//! Weighted best-match selection of framebuffer configurations.
//!
//! Every candidate that passes the hard filters gets a penalty; the lowest
//! penalty wins. The weights encode these preferences, strongest first:
//!
//! 1. Having a depth buffer exactly when one was asked for.
//! 2. Matching single or double buffering.
//! 3. Having alpha when alpha was asked for.
//! 4. Never giving fewer color bits than asked; extra bits cost little.
//! 5. Stereo, hardware acceleration and stencil presence.
//! 6. Exact depth, stencil, accumulation and sample counts.
//!
//! Only color-index render types, overlay or underlay planes, and accelerated
//! formats when [`GlFlags::NO_ACCEL`] is set are rejected outright.

use tracing::debug;

use crate::capabilities::{CandidateCapabilities, DrawTargets, FormatId};
use crate::config::{GlConfig, GlFlags};
use crate::error::{GlError, GlResult};

/// Penalty for a depth buffer present when unwanted or absent when wanted.
pub const DEPTH_PRESENCE_PENALTY: u64 = 10_000_000;
/// Penalty for single versus double buffering mismatch.
pub const DOUBLE_BUFFER_PENALTY: u64 = 1_000_000;
/// Penalty for lacking alpha when alpha was asked for.
pub const ALPHA_PRESENCE_PENALTY: u64 = 100_000;
/// Penalty for lacking stencil when stencil was asked for.
pub const STENCIL_PRESENCE_PENALTY: u64 = 10_000;
/// Penalty for a stereo mismatch.
pub const STEREO_PENALTY: u64 = 10_000;
/// Penalty for software rendering when acceleration was not declined.
pub const SOFTWARE_PENALTY: u64 = 10_000;
/// Penalty for a float buffer mismatch.
pub const FLOAT_BUFFER_PENALTY: u64 = 1_000;

/// Returns the size difference, scaling deficits by `deficit_weight`.
fn delta(have: u8, want: u8, deficit_weight: u64) -> u64 {
    if have < want {
        u64::from(want - have) * deficit_weight
    } else {
        u64::from(have - want)
    }
}

/// Returns true if `candidate` may be selected at all.
pub fn is_acceptable(desired: &GlConfig, candidate: &CandidateCapabilities) -> bool {
    if !candidate.rgba || candidate.level != 0 {
        return false;
    }
    !(desired.flags.contains(GlFlags::NO_ACCEL) && candidate.accelerated)
}

/// Computes the mismatch penalty of `candidate` against `desired`.
///
/// Lower is better. The hard filters of [`is_acceptable`] are not applied.
pub fn score(desired: &GlConfig, candidate: &CandidateCapabilities) -> u64 {
    let mut penalty = delta(candidate.red_size, desired.red_size, 100)
        + delta(candidate.green_size, desired.green_size, 100)
        + delta(candidate.blue_size, desired.blue_size, 100)
        + delta(candidate.alpha_size, desired.alpha_size, 100)
        + delta(candidate.depth_size, desired.depth_size, 10)
        + delta(candidate.stencil_size, desired.stencil_size, 1)
        + delta(candidate.accum_red_size, desired.accum_red_size, 1)
        + delta(candidate.accum_green_size, desired.accum_green_size, 1)
        + delta(candidate.accum_blue_size, desired.accum_blue_size, 1)
        + delta(candidate.accum_alpha_size, desired.accum_alpha_size, 1);

    if desired.alpha_size > 0 && candidate.alpha_size == 0 {
        penalty += ALPHA_PRESENCE_PENALTY;
    }

    if (desired.depth_size > 0) != (candidate.depth_size > 0) {
        penalty += DEPTH_PRESENCE_PENALTY;
    }

    if desired.stencil_size > 0 && candidate.stencil_size == 0 {
        penalty += STENCIL_PRESENCE_PENALTY;
    } else if desired.stencil_size == 0 && candidate.stencil_size > 0 {
        penalty += 1;
    }

    if desired.multi_samples > 0 {
        penalty += delta(candidate.samples, desired.multi_samples, 10);
    }

    if desired.double_buffer() != candidate.double_buffer {
        penalty += DOUBLE_BUFFER_PENALTY;
    }
    if desired.stereo_buffer() != candidate.stereo {
        penalty += STEREO_PENALTY;
    }
    if desired.flags.contains(GlFlags::FLOAT_BUFFER) != candidate.float_buffer {
        penalty += FLOAT_BUFFER_PENALTY;
    }
    if !candidate.accelerated && !desired.flags.contains(GlFlags::NO_ACCEL) {
        penalty += SOFTWARE_PENALTY;
    }
    if !candidate.draw_targets.contains(DrawTargets::IMAGE) {
        penalty += 1;
    }

    penalty
}

/// Picks the acceptable candidate with the lowest penalty.
///
/// On equal penalties the earlier candidate is kept, unless the later one is
/// the platform's `default_format`.
pub fn select<'a, I>(
    desired: &GlConfig,
    candidates: I,
    default_format: Option<FormatId>,
) -> Option<&'a CandidateCapabilities>
where
    I: IntoIterator<Item = &'a CandidateCapabilities>,
{
    let mut best: Option<(&'a CandidateCapabilities, u64)> = None;
    for candidate in candidates {
        if !is_acceptable(desired, candidate) {
            debug!(
                target: "horizon_lattice_gl::score",
                id = %candidate.id,
                "candidate rejected"
            );
            continue;
        }
        let penalty = score(desired, candidate);
        debug!(
            target: "horizon_lattice_gl::score",
            id = %candidate.id,
            penalty,
            "candidate scored"
        );
        let better = match best {
            None => true,
            Some((_, best_penalty)) => {
                penalty < best_penalty
                    || (penalty == best_penalty && Some(candidate.id) == default_format)
            }
        };
        if better {
            best = Some((candidate, penalty));
        }
    }
    best.map(|(candidate, _)| candidate)
}

/// Like [`select`], but fails when no candidate is acceptable.
pub fn select_required<'a>(
    desired: &GlConfig,
    candidates: &'a [CandidateCapabilities],
    default_format: Option<FormatId>,
) -> GlResult<&'a CandidateCapabilities> {
    select(desired, candidates, default_format).ok_or(GlError::NoMatchingConfig {
        candidates: candidates.len(),
    })
}

#[cfg(test)]
mod tests {
    use super::*;

    /// A candidate matching the default configuration exactly.
    fn exact(id: u64) -> CandidateCapabilities {
        let mut c = CandidateCapabilities::new(FormatId(id));
        c.red_size = 8;
        c.green_size = 8;
        c.blue_size = 8;
        c.depth_size = 24;
        c.double_buffer = true;
        c.draw_targets = DrawTargets::WINDOW | DrawTargets::IMAGE;
        c
    }

    #[test]
    fn test_exact_match_scores_zero() {
        assert_eq!(score(&GlConfig::default(), &exact(1)), 0);
    }

    #[test]
    fn test_color_deficit_worse_than_surplus() {
        let desired = GlConfig::default();
        let mut less = exact(1);
        less.red_size = 4;
        let mut more = exact(2);
        more.red_size = 12;

        assert_eq!(score(&desired, &less), 400);
        assert_eq!(score(&desired, &more), 4);
        assert_eq!(select(&desired, &[less, more], None).map(|c| c.id), Some(FormatId(2)));
    }

    #[test]
    fn test_flat_penalties() {
        let desired = GlConfig::default().with_alpha(8).with_stencil(8);
        let mut c = exact(1);
        c.alpha_size = 0;
        c.stencil_size = 0;
        assert_eq!(
            score(&desired, &c),
            800 + ALPHA_PRESENCE_PENALTY + 8 + STENCIL_PRESENCE_PENALTY
        );

        let mut c = exact(1);
        c.stencil_size = 8;
        assert_eq!(score(&GlConfig::default(), &c), 8 + 1);

        let mut c = exact(1);
        c.double_buffer = false;
        c.stereo = true;
        c.float_buffer = true;
        c.accelerated = false;
        c.draw_targets = DrawTargets::WINDOW;
        assert_eq!(
            score(&GlConfig::default(), &c),
            DOUBLE_BUFFER_PENALTY + STEREO_PENALTY + FLOAT_BUFFER_PENALTY + SOFTWARE_PENALTY + 1
        );
    }

    #[test]
    fn test_unwanted_depth_is_penalized() {
        let desired = GlConfig::default().with_depth(0);
        let c = exact(1);
        assert_eq!(score(&desired, &c), 24 + DEPTH_PRESENCE_PENALTY);
    }

    #[test]
    fn test_samples_only_when_requested() {
        let mut c = exact(1);
        c.samples = 4;
        assert_eq!(score(&GlConfig::default(), &c), 0);
        assert_eq!(score(&GlConfig::default().with_samples(4), &c), 0);
        assert_eq!(score(&GlConfig::default().with_samples(8), &c), 40);
        assert_eq!(score(&GlConfig::default().with_samples(2), &c), 2);
    }

    #[test]
    fn test_accum_deficit_and_surplus_weigh_the_same() {
        let desired = GlConfig::default().with_accum(8, 8, 8, 8);
        let mut c = exact(1);
        c.accum_red_size = 16;
        c.accum_green_size = 0;
        c.accum_blue_size = 8;
        c.accum_alpha_size = 8;
        assert_eq!(score(&desired, &c), 16);
    }

    #[test]
    fn test_hard_filters() {
        let desired = GlConfig::default();
        let mut index = exact(1);
        index.rgba = false;
        let mut overlay = exact(2);
        overlay.level = 1;
        let mut underlay = exact(3);
        underlay.level = -1;
        assert!(select(&desired, &[index, overlay, underlay], None).is_none());

        let err = select_required(&desired, &[index, overlay], None).unwrap_err();
        assert!(matches!(err, GlError::NoMatchingConfig { candidates: 2 }));
    }

    #[test]
    fn test_no_accel_excludes_hardware() {
        let desired = GlConfig::default().with_flag(GlFlags::NO_ACCEL, true);
        let hardware = exact(1);
        let mut software = exact(2);
        software.red_size = 5;
        software.accelerated = false;

        assert!(!is_acceptable(&desired, &hardware));
        assert_eq!(score(&desired, &software), 300);
        assert_eq!(
            select(&desired, &[hardware, software], None).map(|c| c.id),
            Some(FormatId(2))
        );
    }

    #[test]
    fn test_tie_prefers_default_format() {
        let desired = GlConfig::default();
        let candidates = [exact(1), exact(2), exact(3)];
        assert_eq!(select(&desired, &candidates, None).map(|c| c.id), Some(FormatId(1)));
        assert_eq!(
            select(&desired, &candidates, Some(FormatId(2))).map(|c| c.id),
            Some(FormatId(2))
        );

        // A later tie does not displace the default once selected.
        assert_eq!(
            select(&desired, &candidates, Some(FormatId(1))).map(|c| c.id),
            Some(FormatId(1))
        );
    }
}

┄┄┄┄┄┄┄┄┄┄

- **Goal of the exercise**:
All lines from the first line of the listing above through the line containing "absent when wanted." are to be retyped exactly. Leave out any other line.

- **Solution**:
//! Weighted best-match selection of framebuffer configurations.
//!
//! Every candidate that passes the hard filters gets a penalty; the lowest
//! penalty wins. The weights encode these preferences, strongest first:
//!
//! 1. Having a depth buffer exactly when one was asked for.
//! 2. Matching single or double buffering.
//! 3. Having alpha when alpha was asked for.
//! 4. Never giving fewer color bits than asked; extra bits cost little.
//! 5. Stereo, hardware acceleration and stencil presence.
//! 6. Exact depth, stencil, accumulation and sample counts.
//!
//! Only color-index render types, overlay or underlay planes, and accelerated
//! formats when [`GlFlags::NO_ACCEL`] is set are rejected outright.

use tracing::debug;

use crate::capabilities::{CandidateCapabilities, DrawTargets, FormatId};
use crate::config::{GlConfig, GlFlags};
use crate::error::{GlError, GlResult};

/// Penalty for a depth buffer present when unwanted or absent when wanted.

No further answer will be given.